Besides Hanukkah, the two said they intend to celebrate something they call “winter love” together because neither celebrates Christmas. They said they haven’t decided what the celebration will entail, just that it will be a way for them to celebrate with each other.

“It’s just that we just love each other and we love winter and it’s super secular,” Cohen said. 

Lydia Nassef and Hannah Streeter De Taboada, two first-year roommates majoring in philosophy and exercise science, respectively, also share their holiday traditions. Nassef, who is Catholic, celebrates Christmas, while Streeter De Taboada, who is Jewish, celebrates Hanukkah.

Streeter De Taboada said during their time living together, she has taught Nassef about Jewish traditions like eating challah, a traditional bread eaten on Shabbat. Nassef said she tried some at the campus org fair this past fall.

“Honestly, next semester, it’s gonna be a lot more stuff,” Nassef said. “I just enrolled in Judaism.”

Both roommates said the winter holidays are less about religion and more about tradition and family for them. Streeter De Taboada said decorating a Christmas tree together brought a sense of family togetherness that she enjoyed.

“I guess there’s also a sense of nostalgia to them, which is really nice,” Streeter de Taboada said. “And I know it sounds basic but just being with family and that connection.”

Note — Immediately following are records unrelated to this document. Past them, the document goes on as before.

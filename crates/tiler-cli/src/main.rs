//! tiler-cli - Command-line interface for the HistoFlow tiler
//!
//! Submits tiling jobs, seeds slides into the object store and inspects the
//! published metadata records.

use anyhow::{Context, Result};
use clap::{Parser, Subcommand};
use std::io::{self, BufRead, BufReader};
use std::path::{Path, PathBuf};
use std::process;
use std::sync::Arc;
use thiserror::Error;
use tiler_core::metadata::metadata_key;
use tiler_core::{
    DeepZoomEncoder, JobMetadataRecord, JobScheduler, JobState, OrchestratorSettings,
    ServiceConfig, SubmitError, TilingJob, TilingOrchestrator,
};
use tiler_store::{BucketStore, ObjectStoreClient, StoreBackend, StoreError};
use tracing::{error, info, warn};

mod logging;
mod output;

/// tiler - Deep Zoom tiling for whole-slide images
///
/// Downloads slides from an object store, cuts them into a Deep Zoom pyramid
/// and publishes the tiles and a metadata record back to the store.
#[derive(Parser)]
#[command(name = "tiler")]
#[command(author, version, about = "Deep Zoom tiling for whole-slide images", long_about = None)]
struct Cli {
    /// Enable verbose output for debugging
    #[arg(short, long, global = true)]
    verbose: bool,

    /// Suppress all output except errors
    #[arg(short, long, global = true, conflicts_with = "verbose")]
    quiet: bool,

    /// Configuration file (defaults to the platform config directory)
    #[arg(long, global = true, env = "TILER_CONFIG")]
    config: Option<PathBuf>,

    /// Use a local directory tree as the object store, one sub-directory per bucket
    #[arg(long, global = true, env = "TILER_STORE_ROOT")]
    store_root: Option<PathBuf>,

    /// Bucket receiving tile sets
    #[arg(long, global = true, env = "TILER_UPLOAD_BUCKET")]
    upload_bucket: Option<String>,

    /// Parent directory of per-job working areas
    #[arg(long, global = true, env = "TILER_TEMP_STORAGE_PATH")]
    temp_dir: Option<PathBuf>,

    /// MinIO endpoint, e.g. localhost:9000
    #[arg(long, global = true, env = "MINIO_ENDPOINT")]
    minio_endpoint: Option<String>,

    /// MinIO access key
    #[arg(
        long,
        global = true,
        env = "MINIO_ACCESS_KEY",
        default_value = "minioadmin",
        hide_env_values = true
    )]
    minio_access_key: String,

    /// MinIO secret key
    #[arg(
        long,
        global = true,
        env = "MINIO_SECRET_KEY",
        default_value = "minioadmin",
        hide_env_values = true
    )]
    minio_secret_key: String,

    /// Connect to MinIO over HTTPS
    #[arg(long, global = true, env = "MINIO_SECURE")]
    minio_secure: bool,

    #[command(subcommand)]
    command: Commands,
}

#[derive(Subcommand)]
enum Commands {
    /// Tile one slide and wait for the job to finish
    Tile {
        /// Tile-set prefix in the upload bucket
        #[arg(long)]
        image_id: String,

        /// Bucket holding the slide
        #[arg(long)]
        source_bucket: String,

        /// Key of the slide inside the source bucket
        #[arg(long)]
        source_object: String,

        /// Label copied into the metadata record
        #[arg(long)]
        dataset_name: Option<String>,

        /// Output the final status as JSON
        #[arg(long)]
        json: bool,
    },

    /// Tile every job of a JSON-lines file ("-" reads stdin)
    Batch {
        /// File with one job object per line
        file: PathBuf,

        /// Output the final statuses as JSON
        #[arg(long)]
        json: bool,
    },

    /// Upload a local slide so it can be tiled
    UploadSlide {
        /// Slide to upload
        #[arg(long)]
        file: PathBuf,

        /// Image id the slide belongs to
        #[arg(long)]
        image_id: String,

        /// Destination bucket, created when missing
        #[arg(long, default_value = "histoflow-unprocessed")]
        bucket: String,

        /// Key prefix placed before the image id
        #[arg(long, default_value = "unprocessed")]
        prefix: String,

        /// Full object key, overriding prefix/image id/file name
        #[arg(long)]
        object_name: Option<String>,
    },

    /// Show the metadata record of a tiled image
    Inspect {
        /// Image id to look up
        #[arg(long)]
        image_id: String,

        /// Bucket holding the tile set (defaults to the upload bucket)
        #[arg(long)]
        bucket: Option<String>,

        /// Output the raw record as JSON
        #[arg(long)]
        json: bool,
    },

    /// Show or create the configuration
    Config {
        /// Show the effective configuration (default)
        #[arg(long, conflicts_with_all = ["path", "init"])]
        show: bool,

        /// Show configuration file path
        #[arg(long, conflicts_with_all = ["show", "init"])]
        path: bool,

        /// Write a commented default configuration file if none exists
        #[arg(long, conflicts_with_all = ["show", "path"])]
        init: bool,
    },
}

/// Some submitted jobs did not complete
#[derive(Error, Debug)]
#[error("{failed} of {total} tiling jobs failed")]
struct JobsFailed {
    failed: usize,
    total: usize,
}

fn main() {
    let result = run();

    match result {
        Ok(_) => process::exit(0),
        Err(e) => {
            error!("Error: {:#}", e);

            let exit_code = map_error_to_exit_code(&e);
            process::exit(exit_code);
        }
    }
}

fn run() -> Result<()> {
    let cli = Cli::parse();

    logging::setup_logging(cli.verbose, cli.quiet);

    let runtime = tokio::runtime::Builder::new_multi_thread()
        .enable_all()
        .build()
        .context("Failed to start async runtime")?;
    runtime.block_on(execute(cli))
}

async fn execute(cli: Cli) -> Result<()> {
    // These two must work before a config file exists.
    if let Commands::Config { path, init, .. } = &cli.command {
        if *path {
            let location = match &cli.config {
                Some(path) => path.clone(),
                None => ServiceConfig::config_path()?,
            };
            println!("{}", location.display());
            return Ok(());
        }
        if *init {
            let location = init_config(cli.config.as_deref())?;
            println!("Configuration file: {}", location.display());
            return Ok(());
        }
    }

    let config = effective_config(&cli)?;

    match cli.command {
        Commands::Tile {
            image_id,
            source_bucket,
            source_object,
            dataset_name,
            json,
        } => {
            let mut job = TilingJob::new(image_id, source_bucket, source_object);
            if let Some(dataset_name) = dataset_name {
                job = job.with_dataset(dataset_name);
            }
            run_jobs(&config, vec![job], json).await?;
        }

        Commands::Batch { file, json } => {
            let jobs = read_jobs(&file)?;
            if jobs.is_empty() {
                warn!("No jobs found in {}", file.display());
                return Ok(());
            }
            run_jobs(&config, jobs, json).await?;
        }

        Commands::UploadSlide {
            file,
            image_id,
            bucket,
            prefix,
            object_name,
        } => {
            if !file.is_file() {
                return Err(io::Error::new(
                    io::ErrorKind::NotFound,
                    format!("File not found: {}", file.display()),
                )
                .into());
            }
            let file_name = file
                .file_name()
                .map(|name| name.to_string_lossy().into_owned())
                .context("Slide path has no file name")?;
            let key = build_object_name(&prefix, &image_id, &file_name, object_name.as_deref());

            let store = build_store(&config)?;
            if !store.bucket_exists(&bucket).await? {
                info!("Creating bucket '{}'", bucket);
                store.create_bucket(&bucket).await?;
            }
            let written = store.upload_file(&bucket, &key, &file).await?;
            info!("Uploaded {} bytes", written);

            println!("Upload complete");
            println!("  Bucket: {}", bucket);
            println!("  Object: {}", key);
        }

        Commands::Inspect {
            image_id,
            bucket,
            json,
        } => {
            let bucket = bucket.unwrap_or_else(|| config.upload.bucket.clone());
            let key = metadata_key(&image_id);
            let store = build_store(&config)?;

            let body = store
                .read_object(&bucket, &key)
                .await
                .with_context(|| format!("Failed to read {}/{}", bucket, key))?;
            let record = JobMetadataRecord::from_json(&body)
                .with_context(|| format!("{}/{} is not a metadata record", bucket, key))?;

            if json {
                println!("{}", serde_json::to_string_pretty(&record)?);
            } else {
                output::print_metadata(&record);
            }
        }

        Commands::Config { .. } => {
            let rendered =
                toml::to_string_pretty(&config).context("Failed to render configuration")?;
            println!("{}", rendered);
        }
    }

    Ok(())
}

/// Submit `jobs`, wait for them all and report
async fn run_jobs(config: &ServiceConfig, jobs: Vec<TilingJob>, json: bool) -> Result<()> {
    let store = build_store(config)?;
    let orchestrator = TilingOrchestrator::new(
        store,
        Arc::new(DeepZoomEncoder::new()),
        OrchestratorSettings::from_config(config),
    );

    let mut scheduler_config = config.scheduler;
    scheduler_config.queue_capacity = scheduler_config.queue_capacity.max(jobs.len());
    let scheduler = JobScheduler::start(orchestrator, scheduler_config);

    let total = jobs.len();
    for job in jobs {
        let image_id = job.image_id.clone();
        match scheduler.submit(job) {
            Ok(ack) => info!("{} ({})", ack.message, image_id),
            Err(err) => {
                scheduler.drain().await;
                return Err(err).with_context(|| format!("Job {} was not accepted", image_id));
            }
        }
    }

    scheduler.drain().await;

    let statuses = scheduler.statuses();
    if json {
        println!("{}", serde_json::to_string_pretty(&statuses)?);
    } else {
        output::print_status_table(&statuses);
    }

    let failed = statuses
        .iter()
        .filter(|status| status.state != JobState::Completed)
        .count();
    if failed > 0 {
        return Err(JobsFailed { failed, total }.into());
    }
    Ok(())
}

/// Parse a JSON-lines job file; blank lines and `#` comments are skipped
fn read_jobs(file: &Path) -> Result<Vec<TilingJob>> {
    let reader: Box<dyn BufRead> = if file.as_os_str() == "-" {
        Box::new(BufReader::new(io::stdin()))
    } else {
        let handle = std::fs::File::open(file)
            .with_context(|| format!("Failed to open {}", file.display()))?;
        Box::new(BufReader::new(handle))
    };

    let mut jobs = Vec::new();
    for (index, line) in reader.lines().enumerate() {
        let line = line?;
        let line = line.trim();
        if line.is_empty() || line.starts_with('#') {
            continue;
        }
        let job: TilingJob = serde_json::from_str(line)
            .with_context(|| format!("Invalid job on line {}", index + 1))?;
        jobs.push(job);
    }
    Ok(jobs)
}

/// Load the configuration file and apply command-line overrides
fn effective_config(cli: &Cli) -> Result<ServiceConfig> {
    let mut config = match &cli.config {
        Some(path) => ServiceConfig::load_from(path)
            .with_context(|| format!("Failed to load {}", path.display()))?,
        None => {
            let path = ServiceConfig::config_path()?;
            if path.exists() {
                ServiceConfig::load_from(&path)?
            } else {
                ServiceConfig::default()
            }
        }
    };

    if let Some(root) = &cli.store_root {
        config.storage.backend = StoreBackend::Local { root: root.clone() };
    } else if let Some(endpoint) = &cli.minio_endpoint {
        config.storage.backend = StoreBackend::minio(
            endpoint,
            &cli.minio_access_key,
            &cli.minio_secret_key,
            cli.minio_secure,
        );
    }
    if let Some(bucket) = &cli.upload_bucket {
        config.upload.bucket = bucket.clone();
    }
    if let Some(temp_dir) = &cli.temp_dir {
        config.tiling.temp_storage_path = temp_dir.clone();
    }

    config.validate()?;
    Ok(config)
}

fn build_store(config: &ServiceConfig) -> Result<Arc<dyn ObjectStoreClient>> {
    let store = BucketStore::new(
        config.storage.backend.clone(),
        config.storage.tuning.clone(),
    )?;
    Ok(Arc::new(store))
}

/// Write the commented default configuration unless a file already exists
fn init_config(explicit: Option<&Path>) -> Result<PathBuf> {
    match explicit {
        Some(path) => {
            if !path.exists() {
                if let Some(parent) = path.parent() {
                    std::fs::create_dir_all(parent)?;
                }
                std::fs::write(path, ServiceConfig::default_config_content())?;
            }
            Ok(path.to_path_buf())
        }
        None => {
            ServiceConfig::load()?;
            Ok(ServiceConfig::config_path()?)
        }
    }
}

/// `{prefix}/{image_id}/{file_name}` unless an explicit key is given
fn build_object_name(
    prefix: &str,
    image_id: &str,
    file_name: &str,
    object_name: Option<&str>,
) -> String {
    if let Some(name) = object_name.filter(|name| !name.is_empty()) {
        return name.to_string();
    }
    [prefix.trim_matches('/'), image_id.trim_matches('/'), file_name]
        .into_iter()
        .filter(|part| !part.is_empty())
        .collect::<Vec<_>>()
        .join("/")
}

/// Map errors to exit codes:
/// - 0: Success
/// - 1: General error
/// - 2: IO or object store error
/// - 3: Invalid input
/// - 4: Tiling job failure
fn map_error_to_exit_code(err: &anyhow::Error) -> i32 {
    if err.downcast_ref::<JobsFailed>().is_some() {
        return 4;
    }
    if let Some(submit_err) = err.downcast_ref::<SubmitError>() {
        return match submit_err {
            SubmitError::Invalid(_) => 3,
            SubmitError::QueueFull { .. } | SubmitError::Closed => 1,
        };
    }
    if let Some(core_err) = err.downcast_ref::<tiler_core::Error>() {
        return match core_err {
            tiler_core::Error::Io(_) => 2,
            tiler_core::Error::StoreUnavailable(_) => 2,
            tiler_core::Error::SourceNotFound { .. } => 2,
            tiler_core::Error::InvalidJob(_) => 3,
            tiler_core::Error::Config(_) => 3,
            tiler_core::Error::Encoding(_) => 4,
            tiler_core::Error::Upload { .. } => 4,
            tiler_core::Error::MetadataWrite(_) => 4,
            tiler_core::Error::Cancelled { .. } => 4,
            tiler_core::Error::Task(_) => 1,
        };
    }
    if err.downcast_ref::<StoreError>().is_some() || err.downcast_ref::<io::Error>().is_some() {
        2
    } else if err.downcast_ref::<serde_json::Error>().is_some() {
        3
    } else {
        1
    }
}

Nassef said she went with Streeter De Taboada to the Jewish student organization Chabad GW’s Mega Hanukkah event in Kogan Plaza last Tuesday. Nassef said it was her first time hearing a prayer in Hebrew. The pair also said they want to continue their celebrations by baking challah and other traditional Hanukkah foods this year.

Nassef said Judaism is still somewhat unfamiliar to her, as she went to Catholic school in a predominantly Catholic town all her life. But she said she feels lucky to be rooming with and learning from Streeter De Taboada.

“It’s cool that now I’m learning about another religion through someone who I’m such good friends with,” Nassef said.